Reus players celebrate their late winner, while Mallorca's Joan Oriol can't believe what's happened. | Miquel A. Borras

TW
1

Real Mallorca, playing their first opening game at home for four years, were embarrassed by Reus from Catalonia (a modest pub team) 1-0 on a sweltering Saturday night. It was the visitors' first venture into the giddy heights of the Spanish second division (now rebranded as La Liga 123) since their foundation 107 years ago. Their players, according to reports on Saturday morning, were not of the same standard as us. After this result, we haven't won our opening fixture since relegation in 2013/14. The scapegoat for our defeat is coach Fernando Vazquez and his incomprehensible negative tactics, and he's been given a rollocking in the local media. Players started out of position, some looked completely lost. Pre-season should be the time for tactical experiments, not an important league game in front of your own fickle supporters. The Reus goalkeeper (modelling the latest in white onesies), Edgar Badia, didn't have a serious shot to save in 93 minutes. Is that terrible or what ?

All the pre-season ballyhoo about “good feelings” melted away in the Son Moix heat on Saturday night. 8,687 frustrated supporters vented their feelings at the end with some serious hankie waving, shouting “fuera, fuera, fuera”, and they clapped the victorious visitors off. But the new pitch looked good. It's our fans who were badly let down. Before the kick-off there was a first-game, new-season buzz in the bar as we were genuinely excited about the prospects in store, with various ramifications come next June. Fast forward 90 odd minutes and those same fans were back in the bar for a night-cap shaking their heads in disbelief after what they'd just witnessed.
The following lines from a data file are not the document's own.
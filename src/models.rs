//! Data models for employee impact metrics.
//!
//! This module contains the record shapes received from data providers,
//! the validated and classified employee types, and the aggregate shapes
//! returned to presentation layers.

use crate::error::ScoreError;
use serde::{Deserialize, Serialize, Serializer};
use std::fmt;

/// Sentinel team filter value meaning the whole organization.
pub const ALL_TEAMS: &str = "All Teams";

/// Employee identifier as sent by the provider (integer or string).
#[derive(Debug, Clone, PartialEq, Eq, Hash, Serialize, Deserialize)]
#[serde(untagged)]
pub enum EmployeeId {
    Number(u64),
    Text(String),
}

impl fmt::Display for EmployeeId {
    fn fmt(&self, f: &mut fmt::Formatter<'_>) -> fmt::Result {
        match self {
            EmployeeId::Number(n) => write!(f, "{}", n),
            EmployeeId::Text(s) => write!(f, "{}", s),
        }
    }
}

/// A score exactly as it arrived on the wire.
///
/// The upstream API serializes decimal columns as strings (`"92.00"`), so
/// numeric strings are accepted. Anything else is kept so the error can
/// show what was received.
#[derive(Debug, Clone, PartialEq, Serialize, Deserialize)]
#[serde(untagged)]
pub enum RawScore {
    Number(f64),
    Text(String),
    Other(serde_json::Value),
}

impl RawScore {
    /// Convert to a finite number, naming `field` in any error.
    pub fn to_finite(&self, field: &'static str) -> Result<f64, ScoreError> {
        let value = match self {
            RawScore::Number(n) => *n,
            RawScore::Text(s) => s
                .trim()
                .parse::<f64>()
                .map_err(|_| ScoreError::non_numeric(field, s.clone()))?,
            RawScore::Other(v) => return Err(ScoreError::non_numeric(field, v.to_string())),
        };

        if value.is_finite() {
            Ok(value)
        } else {
            Err(ScoreError::NotFinite { field, value })
        }
    }
}

impl From<f64> for RawScore {
    fn from(value: f64) -> Self {
        RawScore::Number(value)
    }
}

/// Supporting counts attached to a breakdown metric.
#[derive(Debug, Clone, PartialEq, Serialize, Deserialize)]
pub struct BreakdownStats {
    pub count: u64,
    pub label: String,
}

/// One metric contributing to an employee's impact.
#[derive(Debug, Clone, PartialEq, Serialize, Deserialize)]
pub struct ImpactBreakdown {
    /// Metric name (e.g. "Code Reviews").
    pub metric: String,
    /// Metric score on the 0-100 scale.
    pub score: f64,
    /// Human readable explanation.
    #[serde(default)]
    pub description: String,
    #[serde(default, skip_serializing_if = "Option::is_none")]
    pub stats: Option<BreakdownStats>,
}

/// Raw employee record as received from a data provider.
///
/// Scores are unvalidated. The upstream `silentArchitect` flag is kept only
/// so disagreements with the local classification can be reported; it is
/// never used as a result.
#[derive(Debug, Clone, PartialEq, Serialize, Deserialize)]
#[serde(rename_all = "camelCase")]
pub struct EmployeeRecord {
    pub id: EmployeeId,
    pub name: String,
    #[serde(default)]
    pub role: String,
    pub team: String,
    #[serde(default)]
    pub impact_score: Option<RawScore>,
    #[serde(default)]
    pub activity_score: Option<RawScore>,
    #[serde(default)]
    pub impact_breakdown: Vec<ImpactBreakdown>,
    #[serde(default, skip_serializing_if = "Option::is_none")]
    pub silent_architect: Option<bool>,
}

impl EmployeeRecord {
    /// Validate both scores and produce an [`Employee`].
    pub fn validate(&self) -> Result<Employee, ScoreError> {
        let impact_score = required_score(&self.impact_score, "impactScore")?;
        let activity_score = required_score(&self.activity_score, "activityScore")?;

        Ok(Employee {
            id: self.id.clone(),
            name: self.name.clone(),
            role: self.role.clone(),
            team: self.team.clone(),
            impact_score,
            activity_score,
            impact_breakdown: self.impact_breakdown.clone(),
        })
    }
}

fn required_score(raw: &Option<RawScore>, field: &'static str) -> Result<f64, ScoreError> {
    raw.as_ref()
        .ok_or_else(|| ScoreError::missing(field))?
        .to_finite(field)
}

/// An employee whose scores have been validated.
#[derive(Debug, Clone, PartialEq, Serialize)]
#[serde(rename_all = "camelCase")]
pub struct Employee {
    pub id: EmployeeId,
    pub name: String,
    pub role: String,
    pub team: String,
    pub impact_score: f64,
    pub activity_score: f64,
    pub impact_breakdown: Vec<ImpactBreakdown>,
}

impl Employee {
    /// The breakdown metric with the highest score.
    ///
    /// Ties go to the earliest entry. `None` for an empty breakdown.
    pub fn top_contribution(&self) -> Option<&ImpactBreakdown> {
        let mut best: Option<&ImpactBreakdown> = None;
        for item in &self.impact_breakdown {
            match best {
                Some(current) if item.score <= current.score => {}
                _ => best = Some(item),
            }
        }
        best
    }
}

/// Where an employee's disparity score falls.
#[derive(Debug, Clone, Copy, PartialEq, Eq, PartialOrd, Ord, Hash, Serialize)]
#[serde(rename_all = "lowercase")]
pub enum DisparityBand {
    /// Impact far below visible activity (< -10)
    Overactive,
    /// Roughly balanced (-10 to 10)
    Neutral,
    /// Impact ahead of activity (10 to 30)
    Positive,
    /// Strongly under-recognized value (>= 30)
    Efficient,
}

impl DisparityBand {
    /// Band for a disparity score.
    pub fn from_disparity(score: f64) -> Self {
        if score >= 30.0 {
            DisparityBand::Efficient
        } else if score >= 10.0 {
            DisparityBand::Positive
        } else if score >= -10.0 {
            DisparityBand::Neutral
        } else {
            DisparityBand::Overactive
        }
    }
}

impl fmt::Display for DisparityBand {
    fn fmt(&self, f: &mut fmt::Formatter<'_>) -> fmt::Result {
        match self {
            DisparityBand::Overactive => write!(f, "Overactive"),
            DisparityBand::Neutral => write!(f, "Neutral"),
            DisparityBand::Positive => write!(f, "Positive"),
            DisparityBand::Efficient => write!(f, "Efficient"),
        }
    }
}

/// An employee with derived classification fields.
///
/// Only the classifier can build one, so the derived fields always match
/// the scores they sit next to.
#[derive(Debug, Clone, PartialEq, Serialize)]
#[serde(rename_all = "camelCase")]
pub struct ClassifiedEmployee {
    #[serde(flatten)]
    employee: Employee,
    silent_architect: bool,
    disparity_score: f64,
    disparity_band: DisparityBand,
}

impl ClassifiedEmployee {
    pub(crate) fn new(employee: Employee, silent_architect: bool, disparity_score: f64) -> Self {
        Self {
            employee,
            silent_architect,
            disparity_score,
            disparity_band: DisparityBand::from_disparity(disparity_score),
        }
    }

    pub fn employee(&self) -> &Employee {
        &self.employee
    }

    pub fn into_employee(self) -> Employee {
        self.employee
    }

    pub fn id(&self) -> &EmployeeId {
        &self.employee.id
    }

    pub fn name(&self) -> &str {
        &self.employee.name
    }

    pub fn team(&self) -> &str {
        &self.employee.team
    }

    pub fn impact_score(&self) -> f64 {
        self.employee.impact_score
    }

    pub fn activity_score(&self) -> f64 {
        self.employee.activity_score
    }

    pub fn silent_architect(&self) -> bool {
        self.silent_architect
    }

    pub fn disparity_score(&self) -> f64 {
        self.disparity_score
    }

    pub fn disparity_band(&self) -> DisparityBand {
        self.disparity_band
    }

    /// One-line profile shown next to the employee's breakdown.
    pub fn insight_text(&self) -> &'static str {
        if self.silent_architect {
            "A classic Silent Architect profile: High impact with lower visible activity."
        } else {
            "A balanced contributor with visible and impactful work."
        }
    }
}

/// A record left out of the metrics because a score was unusable.
#[derive(Debug, Clone, PartialEq, Serialize)]
pub struct RejectedRecord {
    pub id: EmployeeId,
    pub name: String,
    pub team: String,
    #[serde(serialize_with = "serialize_display")]
    pub error: ScoreError,
}

fn serialize_display<T: fmt::Display, S: Serializer>(
    value: &T,
    serializer: S,
) -> Result<S::Ok, S::Error> {
    serializer.collect_str(value)
}

/// Aggregate over one team or the whole organization.
#[derive(Debug, Clone, Copy, Default, PartialEq, Eq, Serialize)]
#[serde(rename_all = "camelCase")]
pub struct TeamSummary {
    /// Mean impact score, rounded half-up.
    pub avg_impact: i64,
    /// Mean activity score, rounded half-up.
    pub avg_activity: i64,
    /// Members classified as Silent Architects.
    pub silent_count: usize,
    /// Member count.
    pub total: usize,
}

/// Organization-wide averages shown next to a filtered view.
#[derive(Debug, Clone, Copy, Default, PartialEq, Eq, Serialize)]
#[serde(rename_all = "camelCase")]
pub struct OrgStats {
    pub avg_impact: i64,
    pub avg_activity: i64,
    pub total: usize,
}

/// One row of the team-vs-team comparison.
#[derive(Debug, Clone, PartialEq, Eq, Serialize)]
pub struct TeamComparison {
    pub team: String,
    #[serde(flatten)]
    pub summary: TeamSummary,
}

/// Histogram bucket over the 0-100 score range.
#[derive(Debug, Clone, PartialEq, Eq, Serialize)]
pub struct DistributionBucket {
    /// Display label, e.g. "21-40".
    pub range: String,
    pub low: u32,
    pub high: u32,
    /// Employees whose activity score falls in this range.
    pub activity: usize,
    /// Employees whose impact score falls in this range.
    pub impact: usize,
}

/// Gap statistics for the disparity view.
#[derive(Debug, Clone, Copy, Default, PartialEq, Serialize)]
#[serde(rename_all = "camelCase")]
pub struct DisparityStats {
    /// Mean disparity, one decimal place.
    pub average_gap: f64,
    /// Members whose gap exceeds the high-disparity cutoff.
    pub high_disparity_count: usize,
    pub silent_architect_count: usize,
}

/// Everything a presentation layer needs for one team filter.
#[derive(Debug, Clone, PartialEq, Serialize)]
#[serde(rename_all = "camelCase")]
pub struct Snapshot {
    pub team_filter: String,
    pub employees: Vec<ClassifiedEmployee>,
    pub summary: TeamSummary,
    pub leaderboard: Vec<ClassifiedEmployee>,
    pub disparity_list: Vec<ClassifiedEmployee>,
    pub org_stats: OrgStats,
    pub distribution: Vec<DistributionBucket>,
    pub disparity_stats: DisparityStats,
    pub excluded: Vec<RejectedRecord>,
}

impl Snapshot {
    /// True when the view has no contributors (a valid, displayable state).
    pub fn is_empty(&self) -> bool {
        self.employees.is_empty()
    }
}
We started on the front foot with Colunga and Brandon in attack, firing shots wide of the target as once again we failed to capitalise on what few chances came our way. Coach Fernando Vazquez's initial line-up contained three in midfield and it was there where most of our problems occurred. For me the biggest let-down was Deportivo loanee Juan Dominguez; he was tagged as our new midfield dynamo but in reality he was rarely seen.

Our best player for the 59 minutes he played was Lago Junior. He started off playing right back, moved down the flanks (not at the same time) then went back to defence, tackled, took throw-ins and at the end was seen steering the heavy roller over the pitch, which still looked good

Reus went a man down after 33 minutes, when full back Garcia, who had been booked twice for fouls on Lago Junior, was shown red. As usual we didn't stamp our authority on proceedings and went in at the break level, goalless and clueless.
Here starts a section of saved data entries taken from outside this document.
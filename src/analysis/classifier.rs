//! Silent Architect classification.
//!
//! Classification is a pure function of an impact/activity pair and a
//! threshold pair. Callers that need a relaxed rule pass different
//! thresholds; there is no second code path.

use crate::config::ThresholdConfig;
use crate::error::ScoreError;
use crate::models::{ClassifiedEmployee, Employee, EmployeeRecord, RejectedRecord};
use serde::{Deserialize, Serialize};
use tracing::{debug, warn};

/// Minimum impact and maximum activity for a Silent Architect.
///
/// Both bounds are inclusive.
#[derive(Debug, Clone, Copy, PartialEq, Serialize, Deserialize)]
pub struct Thresholds {
    pub impact: f64,
    pub activity: f64,
}

impl Thresholds {
    /// The documented default: impact >= 85, activity <= 50.
    pub const fn strict() -> Self {
        Self {
            impact: 85.0,
            activity: 50.0,
        }
    }

    /// Looser variant used for demos: impact >= 70, activity <= 60.
    pub const fn relaxed() -> Self {
        Self {
            impact: 70.0,
            activity: 60.0,
        }
    }
}

impl Default for Thresholds {
    fn default() -> Self {
        Self::strict()
    }
}

/// Derived classification fields for one impact/activity pair.
#[derive(Debug, Clone, Copy, PartialEq, Serialize)]
#[serde(rename_all = "camelCase")]
pub struct Classification {
    pub silent_architect: bool,
    pub disparity_score: f64,
}

/// Classify an impact/activity pair.
///
/// Non-finite scores are an error rather than being treated as zero.
pub fn classify(
    impact_score: f64,
    activity_score: f64,
    thresholds: &Thresholds,
) -> Result<Classification, ScoreError> {
    check_finite(impact_score, "impactScore")?;
    check_finite(activity_score, "activityScore")?;
    Ok(derive(impact_score, activity_score, thresholds))
}

fn check_finite(value: f64, field: &'static str) -> Result<(), ScoreError> {
    if value.is_finite() {
        Ok(())
    } else {
        Err(ScoreError::NotFinite { field, value })
    }
}

fn derive(impact_score: f64, activity_score: f64, thresholds: &Thresholds) -> Classification {
    Classification {
        silent_architect: is_silent_architect(impact_score, activity_score, thresholds),
        disparity_score: calculate_disparity(impact_score, activity_score),
    }
}

/// Inclusive threshold test.
pub fn is_silent_architect(impact_score: f64, activity_score: f64, thresholds: &Thresholds) -> bool {
    impact_score >= thresholds.impact && activity_score <= thresholds.activity
}

/// `impact - activity`, rounded to two decimals.
///
/// Rounds half away from zero so `calculate_disparity(a, b)` is always
/// `-calculate_disparity(b, a)`. Negative zero is normalized.
pub fn calculate_disparity(impact_score: f64, activity_score: f64) -> f64 {
    let rounded = ((impact_score - activity_score) * 100.0).round() / 100.0;
    rounded + 0.0
}

/// Attach derived fields to a validated employee.
pub fn classify_employee(employee: Employee, thresholds: &Thresholds) -> ClassifiedEmployee {
    let Classification {
        silent_architect,
        disparity_score,
    } = derive(employee.impact_score, employee.activity_score, thresholds);
    ClassifiedEmployee::new(employee, silent_architect, disparity_score)
}

/// Result of classifying a batch of raw records.
#[derive(Debug, Clone, Default)]
pub struct ClassifiedBatch {
    /// Valid records in input order.
    pub employees: Vec<ClassifiedEmployee>,
    /// Records with unusable scores, in input order.
    pub rejected: Vec<RejectedRecord>,
    /// Records whose upstream flag disagreed with the local result.
    pub upstream_disagreements: usize,
}

/// Validate and classify every record with its team's thresholds.
pub fn classify_all(records: &[EmployeeRecord], config: &ThresholdConfig) -> ClassifiedBatch {
    let mut batch = ClassifiedBatch::default();

    for record in records {
        let employee = match record.validate() {
            Ok(employee) => employee,
            Err(error) => {
                warn!("Record {} ({}) has an invalid score: {}", record.id, record.name, error);
                batch.rejected.push(RejectedRecord {
                    id: record.id.clone(),
                    name: record.name.clone(),
                    team: record.team.clone(),
                    error,
                });
                continue;
            }
        };

        let thresholds = config.for_team(&employee.team);
        let classified = classify_employee(employee, &thresholds);

        if let Some(upstream) = record.silent_architect {
            if upstream != classified.silent_architect() {
                batch.upstream_disagreements += 1;
                debug!(
                    "Upstream flag for {} was {}, recomputed as {} (impact >= {}, activity <= {})",
                    record.id,
                    upstream,
                    classified.silent_architect(),
                    thresholds.impact,
                    thresholds.activity
                );
            }
        }

        batch.employees.push(classified);
    }

    batch
}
The second half was more of the same, except Moutinho was dismissed after picking up two yellows. The second was a pretty innocuous foul but then he was gobby with our pedantic po-faced ref and he was off. When will football players learn to stop arguing with officials? Then in the 89th minute - disaster for Real Mallorca. Out of nothing Reus broke upfield and Benito shrugged off a couple of half-hearted tackles to send in a glorious shot from all of 20 yards to seal victory.
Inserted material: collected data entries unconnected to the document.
//! Markdown report generation.
//!
//! This module renders a [`Report`] as a Markdown document or as pretty
//! JSON.

use super::{Report, ReportMetadata};
use crate::models::{
    ClassifiedEmployee, DisparityStats, DistributionBucket, OrgStats, RejectedRecord, TeamComparison,
    TeamSummary,
};
use anyhow::{Context, Result};
use std::collections::BTreeMap;
use std::path::Path;

/// Generate a complete Markdown report.
pub fn generate_markdown_report(report: &Report) -> String {
    let mut output = String::new();

    output.push_str("# ImpactLens Report\n\n");

    output.push_str(&generate_metadata_section(&report.metadata));

    let snapshot = &report.snapshot;
    output.push_str(&generate_summary_section(
        &snapshot.team_filter,
        &snapshot.summary,
        &snapshot.org_stats,
    ));

    if snapshot.is_empty() {
        output.push_str("No contributors match this view.\n\n");
    } else {
        output.push_str(&generate_leaderboard_section(&snapshot.leaderboard));
        output.push_str(&generate_disparity_section(
            &snapshot.disparity_list,
            &snapshot.disparity_stats,
        ));
        output.push_str(&generate_silent_architects_section(&snapshot.employees));
        output.push_str(&generate_distribution_section(&snapshot.distribution));
    }

    output.push_str(&generate_team_comparison_section(&report.teams));
    output.push_str(&generate_excluded_section(&snapshot.excluded));
    output.push_str(&generate_weights_section(&report.weights));

    output.push_str(&generate_footer());

    output
}

/// Generate the metadata section.
fn generate_metadata_section(metadata: &ReportMetadata) -> String {
    let mut section = String::new();

    section.push_str("## Metadata\n\n");
    section.push_str(&format!("- **Source:** {}\n", metadata.source));
    section.push_str(&format!(
        "- **Generated:** {}\n",
        metadata.generated_at.format("%Y-%m-%d %H:%M:%S UTC")
    ));
    section.push_str(&format!("- **Team:** {}\n", metadata.team_filter));
    section.push_str(&format!(
        "- **Silent Architect Rule:** impact >= {}, activity <= {}\n",
        metadata.thresholds.impact, metadata.thresholds.activity
    ));
    for (team, thresholds) in &metadata.team_overrides {
        section.push_str(&format!(
            "  - {}: impact >= {}, activity <= {}\n",
            team, thresholds.impact, thresholds.activity
        ));
    }
    section.push('\n');

    section
}

/// Generate the KPI table with the organization comparison.
fn generate_summary_section(team_filter: &str, summary: &TeamSummary, org: &OrgStats) -> String {
    let mut section = String::new();

    section.push_str("## Summary\n\n");
    section.push_str(&format!("| Metric | {} | Organization |\n", team_filter));
    section.push_str("|:---|:---:|:---:|\n");
    section.push_str(&format!(
        "| Avg Impact | {} | {} |\n",
        summary.avg_impact, org.avg_impact
    ));
    section.push_str(&format!(
        "| Avg Activity | {} | {} |\n",
        summary.avg_activity, org.avg_activity
    ));
    section.push_str(&format!(
        "| Employees | {} | {} |\n",
        summary.total, org.total
    ));
    section.push_str(&format!(
        "| Silent Architects | {} | |\n\n",
        summary.silent_count
    ));

    section
}

fn silent_badge(employee: &ClassifiedEmployee) -> &'static str {
    if employee.silent_architect() {
        "🏛️ Yes"
    } else {
        "-"
    }
}

/// Generate the impact leaderboard.
fn generate_leaderboard_section(leaderboard: &[ClassifiedEmployee]) -> String {
    let mut section = String::new();

    section.push_str("## Impact Leaderboard\n\n");
    section.push_str("| # | Name | Team | Impact | Activity | Silent Architect |\n");
    section.push_str("|:---:|:---|:---|:---:|:---:|:---:|\n");

    for (i, employee) in leaderboard.iter().enumerate() {
        section.push_str(&format!(
            "| {} | {} | {} | {} | {} | {} |\n",
            i + 1,
            employee.name(),
            employee.team(),
            employee.impact_score(),
            employee.activity_score(),
            silent_badge(employee)
        ));
    }
    section.push('\n');

    section
}

/// Generate the disparity list and gap statistics.
fn generate_disparity_section(list: &[ClassifiedEmployee], stats: &DisparityStats) -> String {
    let mut section = String::new();

    section.push_str("## Impact vs Activity Gap\n\n");
    section.push_str(&format!(
        "*Average gap: {:.1} | High disparity: {} | Silent Architects: {}*\n\n",
        stats.average_gap, stats.high_disparity_count, stats.silent_architect_count
    ));
    section.push_str("| # | Name | Team | Gap | Band |\n");
    section.push_str("|:---:|:---|:---|:---:|:---|\n");

    for (i, employee) in list.iter().enumerate() {
        section.push_str(&format!(
            "| {} | {} | {} | {:+.2} | {} |\n",
            i + 1,
            employee.name(),
            employee.team(),
            employee.disparity_score(),
            employee.disparity_band()
        ));
    }
    section.push('\n');

    section
}

/// Generate a profile block for each Silent Architect in view.
fn generate_silent_architects_section(employees: &[ClassifiedEmployee]) -> String {
    let silent: Vec<_> = employees.iter().filter(|e| e.silent_architect()).collect();
    if silent.is_empty() {
        return String::new();
    }

    let mut section = String::new();
    section.push_str("## Silent Architects\n\n");

    for employee in silent {
        let role = &employee.employee().role;
        if role.is_empty() {
            section.push_str(&format!("### {} ({})\n\n", employee.name(), employee.team()));
        } else {
            section.push_str(&format!(
                "### {} ({}, {})\n\n",
                employee.name(),
                role,
                employee.team()
            ));
        }
        section.push_str(&format!("{}\n\n", employee.insight_text()));

        if let Some(top) = employee.employee().top_contribution() {
            section.push_str(&format!(
                "> **Top contribution:** {} ({})",
                top.metric, top.score
            ));
            if !top.description.is_empty() {
                section.push_str(&format!(" - {}", top.description));
            }
            section.push_str("\n\n");
        }
    }

    section
}

/// Generate the score distribution table.
fn generate_distribution_section(buckets: &[DistributionBucket]) -> String {
    let mut section = String::new();

    section.push_str("## Score Distribution\n\n");
    section.push_str("| Range | Impact | Activity |\n");
    section.push_str("|:---|:---:|:---:|\n");

    for bucket in buckets {
        section.push_str(&format!(
            "| {} | {} | {} |\n",
            bucket.range, bucket.impact, bucket.activity
        ));
    }
    section.push('\n');

    section
}

/// Generate the team-vs-team comparison.
fn generate_team_comparison_section(teams: &[TeamComparison]) -> String {
    if teams.is_empty() {
        return String::new();
    }

    let mut section = String::new();

    section.push_str("## Team Comparison\n\n");
    section.push_str("| Team | Employees | Avg Impact | Avg Activity | Silent Architects |\n");
    section.push_str("|:---|:---:|:---:|:---:|:---:|\n");

    for row in teams {
        section.push_str(&format!(
            "| {} | {} | {} | {} | {} |\n",
            row.team,
            row.summary.total,
            row.summary.avg_impact,
            row.summary.avg_activity,
            row.summary.silent_count
        ));
    }
    section.push('\n');

    section
}

/// Generate the list of records left out of the metrics.
fn generate_excluded_section(excluded: &[RejectedRecord]) -> String {
    if excluded.is_empty() {
        return String::new();
    }

    let mut section = String::new();

    section.push_str("## Excluded Records\n\n");
    section.push_str(&format!(
        "⚠️ {} record(s) were left out of every metric above.\n\n",
        excluded.len()
    ));
    section.push_str("| ID | Name | Team | Reason |\n");
    section.push_str("|:---|:---|:---|:---|\n");

    for record in excluded {
        section.push_str(&format!(
            "| {} | {} | {} | {} |\n",
            record.id, record.name, record.team, record.error
        ));
    }
    section.push('\n');

    section
}

/// Generate the scoring weights table.
fn generate_weights_section(weights: &BTreeMap<String, f64>) -> String {
    if weights.is_empty() {
        return String::new();
    }

    let mut section = String::new();

    section.push_str("## Scoring Weights\n\n");
    section.push_str("| Metric | Weight |\n");
    section.push_str("|:---|:---:|\n");

    let mut rows: Vec<_> = weights.iter().collect();
    rows.sort_by(|a, b| b.1.total_cmp(a.1));

    for (metric, weight) in rows {
        section.push_str(&format!("| {} | {:.0}% |\n", metric, weight * 100.0));
    }
    section.push('\n');

    section
}

/// Generate the report footer.
fn generate_footer() -> String {
    let mut footer = String::new();

    footer.push_str("---\n\n");
    footer.push_str("*Report generated by ImpactLens*\n");

    footer
}

/// Generate a JSON report.
pub fn generate_json_report(report: &Report) -> Result<String> {
    serde_json::to_string_pretty(report).map_err(Into::into)
}

/// Write rendered report content to a file.
pub fn write_report(content: &str, path: &Path) -> Result<()> {
    std::fs::write(path, content)
        .with_context(|| format!("Failed to write report to {}", path.display()))
}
Summing up: Talk about opening day jitters, this was a savage defeat for the team and their supporters as Real Mallorca got off to the worst possible start on the back of two half-decent pre-season performances against West Brom and Granada. Vazquez's boys had no idea how to unlock Reus's tightly packed defence. They came to Palma hoping for a point and were involved in a smash-and-grab raid that gifted all three. We were a comedy of errors and those who chose the other top attraction over Real Mallorca on Saturday night, Simply Red, at least were entertained.

After the game I had several phone calls from disgruntled fans about our inept performance. Team selection and the tactical set up were the main rants. It's imperative we pick a team that can win home games not an experimental line-up.

As Billy Morris said: “Don't get too despondent, we're only three points off the top of the table. And the pitch still looks good.”

The coach went from “super contento” on Friday to “super negativo” on Saturday night and has a lot of work to do on the training ground this week. Even this early in the season knives are out regarding Vazquez's credibility.